ACTIVITY –
Your answer should show every line of the material below that includes "impl".

DATA EXTRACTS –
--------

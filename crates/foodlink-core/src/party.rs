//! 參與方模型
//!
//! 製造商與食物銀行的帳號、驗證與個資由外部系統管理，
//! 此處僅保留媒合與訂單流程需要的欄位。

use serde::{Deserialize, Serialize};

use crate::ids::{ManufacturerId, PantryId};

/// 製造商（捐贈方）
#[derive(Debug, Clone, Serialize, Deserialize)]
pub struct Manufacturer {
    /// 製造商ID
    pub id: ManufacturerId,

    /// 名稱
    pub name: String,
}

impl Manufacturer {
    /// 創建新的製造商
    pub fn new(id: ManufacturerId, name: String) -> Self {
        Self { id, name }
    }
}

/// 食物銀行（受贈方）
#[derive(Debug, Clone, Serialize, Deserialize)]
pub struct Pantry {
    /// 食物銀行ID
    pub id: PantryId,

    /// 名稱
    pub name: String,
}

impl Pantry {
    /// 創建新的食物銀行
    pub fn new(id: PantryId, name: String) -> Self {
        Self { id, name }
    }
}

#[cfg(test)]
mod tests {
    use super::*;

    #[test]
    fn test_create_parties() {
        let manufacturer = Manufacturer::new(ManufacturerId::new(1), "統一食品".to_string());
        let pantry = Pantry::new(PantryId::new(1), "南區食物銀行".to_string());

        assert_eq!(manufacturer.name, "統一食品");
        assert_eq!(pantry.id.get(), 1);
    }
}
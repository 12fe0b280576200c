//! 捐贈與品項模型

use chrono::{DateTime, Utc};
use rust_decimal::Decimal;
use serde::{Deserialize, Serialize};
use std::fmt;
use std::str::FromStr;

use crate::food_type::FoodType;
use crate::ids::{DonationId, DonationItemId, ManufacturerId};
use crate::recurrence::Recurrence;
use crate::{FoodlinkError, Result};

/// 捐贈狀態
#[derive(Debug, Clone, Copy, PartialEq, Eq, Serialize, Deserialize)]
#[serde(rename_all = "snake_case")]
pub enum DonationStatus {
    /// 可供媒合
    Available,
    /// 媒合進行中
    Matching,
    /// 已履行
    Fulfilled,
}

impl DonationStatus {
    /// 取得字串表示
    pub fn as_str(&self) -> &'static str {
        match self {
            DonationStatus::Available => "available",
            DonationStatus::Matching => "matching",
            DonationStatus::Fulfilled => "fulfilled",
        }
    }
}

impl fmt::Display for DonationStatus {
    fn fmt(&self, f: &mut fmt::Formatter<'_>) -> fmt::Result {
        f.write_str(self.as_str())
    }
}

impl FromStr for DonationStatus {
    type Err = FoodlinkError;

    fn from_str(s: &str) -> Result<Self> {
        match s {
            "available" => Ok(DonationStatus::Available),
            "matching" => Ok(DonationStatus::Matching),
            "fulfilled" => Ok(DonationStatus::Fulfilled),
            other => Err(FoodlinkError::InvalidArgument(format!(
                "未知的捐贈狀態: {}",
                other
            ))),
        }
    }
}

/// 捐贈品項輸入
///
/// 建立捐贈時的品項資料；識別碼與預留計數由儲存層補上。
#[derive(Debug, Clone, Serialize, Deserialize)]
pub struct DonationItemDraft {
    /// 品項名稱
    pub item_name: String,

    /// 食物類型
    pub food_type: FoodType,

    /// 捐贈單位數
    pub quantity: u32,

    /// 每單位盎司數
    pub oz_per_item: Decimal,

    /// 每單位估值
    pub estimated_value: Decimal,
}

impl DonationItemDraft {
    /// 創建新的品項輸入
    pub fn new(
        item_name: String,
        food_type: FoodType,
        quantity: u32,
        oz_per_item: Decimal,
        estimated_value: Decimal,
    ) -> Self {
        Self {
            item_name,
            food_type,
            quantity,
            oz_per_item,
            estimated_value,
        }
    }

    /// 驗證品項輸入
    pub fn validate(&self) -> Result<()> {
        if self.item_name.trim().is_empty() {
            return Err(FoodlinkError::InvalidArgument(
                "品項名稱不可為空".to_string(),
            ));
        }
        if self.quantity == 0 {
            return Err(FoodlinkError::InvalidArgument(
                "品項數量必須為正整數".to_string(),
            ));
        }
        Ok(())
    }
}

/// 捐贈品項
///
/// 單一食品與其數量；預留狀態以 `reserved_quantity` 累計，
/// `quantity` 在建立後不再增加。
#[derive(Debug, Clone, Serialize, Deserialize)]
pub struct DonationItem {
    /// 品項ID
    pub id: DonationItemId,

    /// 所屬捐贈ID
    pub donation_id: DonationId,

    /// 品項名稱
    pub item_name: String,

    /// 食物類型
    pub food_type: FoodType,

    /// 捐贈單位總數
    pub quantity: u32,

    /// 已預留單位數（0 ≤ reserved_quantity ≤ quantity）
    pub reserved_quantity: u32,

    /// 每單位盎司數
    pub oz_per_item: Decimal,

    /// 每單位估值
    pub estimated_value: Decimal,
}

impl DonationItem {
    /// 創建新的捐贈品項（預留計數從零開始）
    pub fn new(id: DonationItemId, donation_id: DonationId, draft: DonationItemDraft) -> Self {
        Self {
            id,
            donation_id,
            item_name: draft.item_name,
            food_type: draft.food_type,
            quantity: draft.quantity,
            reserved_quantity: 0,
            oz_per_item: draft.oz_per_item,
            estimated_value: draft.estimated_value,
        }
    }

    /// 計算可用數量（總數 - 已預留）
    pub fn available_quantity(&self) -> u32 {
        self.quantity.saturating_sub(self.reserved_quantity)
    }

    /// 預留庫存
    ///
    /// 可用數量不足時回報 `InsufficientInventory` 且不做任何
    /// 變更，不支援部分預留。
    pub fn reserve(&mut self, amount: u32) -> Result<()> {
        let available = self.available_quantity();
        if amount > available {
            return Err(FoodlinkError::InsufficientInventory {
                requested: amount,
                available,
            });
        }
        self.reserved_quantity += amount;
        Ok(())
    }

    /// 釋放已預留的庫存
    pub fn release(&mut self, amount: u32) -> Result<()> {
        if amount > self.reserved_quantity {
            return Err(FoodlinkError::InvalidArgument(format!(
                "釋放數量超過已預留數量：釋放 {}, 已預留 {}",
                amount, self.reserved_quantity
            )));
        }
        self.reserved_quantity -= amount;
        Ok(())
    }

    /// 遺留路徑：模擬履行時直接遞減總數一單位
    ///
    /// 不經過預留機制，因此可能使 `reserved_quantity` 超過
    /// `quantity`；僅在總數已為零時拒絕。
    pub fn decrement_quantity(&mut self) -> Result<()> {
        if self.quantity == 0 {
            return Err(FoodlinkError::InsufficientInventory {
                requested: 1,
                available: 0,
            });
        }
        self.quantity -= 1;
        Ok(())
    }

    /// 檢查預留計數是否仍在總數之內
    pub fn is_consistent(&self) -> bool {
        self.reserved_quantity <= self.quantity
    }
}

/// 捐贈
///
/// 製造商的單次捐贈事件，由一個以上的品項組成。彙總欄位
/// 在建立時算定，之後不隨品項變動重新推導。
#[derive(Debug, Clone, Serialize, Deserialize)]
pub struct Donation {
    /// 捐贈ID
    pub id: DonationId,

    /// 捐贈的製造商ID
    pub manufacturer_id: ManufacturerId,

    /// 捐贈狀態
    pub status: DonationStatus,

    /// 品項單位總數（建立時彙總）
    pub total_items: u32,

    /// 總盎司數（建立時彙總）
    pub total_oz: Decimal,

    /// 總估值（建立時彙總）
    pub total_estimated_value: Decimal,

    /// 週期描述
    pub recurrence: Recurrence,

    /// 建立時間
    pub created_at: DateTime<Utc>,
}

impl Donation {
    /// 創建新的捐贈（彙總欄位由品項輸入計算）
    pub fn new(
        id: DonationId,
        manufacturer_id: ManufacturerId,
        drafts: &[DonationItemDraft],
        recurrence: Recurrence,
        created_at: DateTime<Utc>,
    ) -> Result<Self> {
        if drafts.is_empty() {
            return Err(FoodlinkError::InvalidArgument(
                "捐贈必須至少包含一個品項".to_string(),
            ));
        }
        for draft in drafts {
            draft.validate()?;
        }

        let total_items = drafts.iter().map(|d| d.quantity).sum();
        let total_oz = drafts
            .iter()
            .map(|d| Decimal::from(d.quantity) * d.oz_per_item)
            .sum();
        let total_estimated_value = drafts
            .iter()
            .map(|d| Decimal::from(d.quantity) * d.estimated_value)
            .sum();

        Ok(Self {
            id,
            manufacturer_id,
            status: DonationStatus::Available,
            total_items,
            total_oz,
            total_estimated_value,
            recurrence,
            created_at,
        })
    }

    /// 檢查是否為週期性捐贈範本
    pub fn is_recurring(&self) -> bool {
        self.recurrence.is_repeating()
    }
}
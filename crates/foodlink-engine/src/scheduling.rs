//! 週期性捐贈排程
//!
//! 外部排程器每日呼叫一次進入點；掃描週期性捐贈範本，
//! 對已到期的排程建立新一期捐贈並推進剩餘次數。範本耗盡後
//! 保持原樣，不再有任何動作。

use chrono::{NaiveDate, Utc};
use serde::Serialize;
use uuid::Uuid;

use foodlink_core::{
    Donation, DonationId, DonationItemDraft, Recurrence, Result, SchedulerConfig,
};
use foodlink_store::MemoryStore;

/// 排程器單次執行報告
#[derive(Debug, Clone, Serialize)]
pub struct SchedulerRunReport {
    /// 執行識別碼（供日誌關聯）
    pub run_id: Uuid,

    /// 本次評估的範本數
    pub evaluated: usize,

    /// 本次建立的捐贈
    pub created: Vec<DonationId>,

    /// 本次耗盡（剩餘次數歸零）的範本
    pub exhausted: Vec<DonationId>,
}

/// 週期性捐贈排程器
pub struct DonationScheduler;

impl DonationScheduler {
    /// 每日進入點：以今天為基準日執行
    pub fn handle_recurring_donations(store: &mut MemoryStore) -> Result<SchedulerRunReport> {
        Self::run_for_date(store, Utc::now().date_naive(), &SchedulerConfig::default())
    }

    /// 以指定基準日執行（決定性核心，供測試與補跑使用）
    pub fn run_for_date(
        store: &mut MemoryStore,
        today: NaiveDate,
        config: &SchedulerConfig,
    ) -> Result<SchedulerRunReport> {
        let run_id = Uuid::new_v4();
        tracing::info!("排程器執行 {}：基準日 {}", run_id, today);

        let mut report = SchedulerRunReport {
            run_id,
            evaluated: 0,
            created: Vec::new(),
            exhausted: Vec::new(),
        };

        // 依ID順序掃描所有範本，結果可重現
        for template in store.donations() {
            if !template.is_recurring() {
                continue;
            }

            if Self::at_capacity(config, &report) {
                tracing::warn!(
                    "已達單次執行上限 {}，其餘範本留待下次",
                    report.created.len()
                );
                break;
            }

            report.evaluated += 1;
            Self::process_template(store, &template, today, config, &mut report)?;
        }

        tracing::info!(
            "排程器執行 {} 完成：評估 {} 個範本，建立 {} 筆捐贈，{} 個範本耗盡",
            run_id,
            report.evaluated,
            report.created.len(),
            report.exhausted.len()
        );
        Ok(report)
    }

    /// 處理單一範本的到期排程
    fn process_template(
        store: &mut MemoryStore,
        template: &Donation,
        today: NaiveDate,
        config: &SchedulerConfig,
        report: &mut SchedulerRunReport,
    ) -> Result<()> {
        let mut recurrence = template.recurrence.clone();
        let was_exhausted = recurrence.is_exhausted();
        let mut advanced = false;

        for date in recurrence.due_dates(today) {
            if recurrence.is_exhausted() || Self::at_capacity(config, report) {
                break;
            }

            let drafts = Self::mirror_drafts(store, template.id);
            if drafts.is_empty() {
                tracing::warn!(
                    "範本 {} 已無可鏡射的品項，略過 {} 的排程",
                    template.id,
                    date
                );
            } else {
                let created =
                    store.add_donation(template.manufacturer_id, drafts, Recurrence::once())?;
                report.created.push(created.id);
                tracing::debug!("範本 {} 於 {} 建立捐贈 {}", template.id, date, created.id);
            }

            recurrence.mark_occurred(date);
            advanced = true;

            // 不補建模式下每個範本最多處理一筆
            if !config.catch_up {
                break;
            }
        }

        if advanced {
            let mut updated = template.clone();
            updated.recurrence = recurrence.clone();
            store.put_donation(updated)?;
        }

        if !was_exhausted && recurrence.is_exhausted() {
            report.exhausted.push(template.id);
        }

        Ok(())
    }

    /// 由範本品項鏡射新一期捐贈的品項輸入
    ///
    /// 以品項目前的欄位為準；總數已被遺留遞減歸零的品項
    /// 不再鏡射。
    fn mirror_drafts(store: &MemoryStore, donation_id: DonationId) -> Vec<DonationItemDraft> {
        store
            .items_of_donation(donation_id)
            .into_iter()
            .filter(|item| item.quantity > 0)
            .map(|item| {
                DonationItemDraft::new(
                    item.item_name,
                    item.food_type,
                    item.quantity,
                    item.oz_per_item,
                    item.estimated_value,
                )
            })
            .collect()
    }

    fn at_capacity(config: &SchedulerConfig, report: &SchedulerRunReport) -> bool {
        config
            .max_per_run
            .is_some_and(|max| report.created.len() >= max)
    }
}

--------

OUTPUT FOR THIS EXERCISE –
impl Manufacturer {
impl Pantry {
impl DonationStatus {
impl fmt::Display for DonationStatus {
impl FromStr for DonationStatus {
impl DonationItemDraft {
impl DonationItem {
impl Donation {
impl DonationScheduler {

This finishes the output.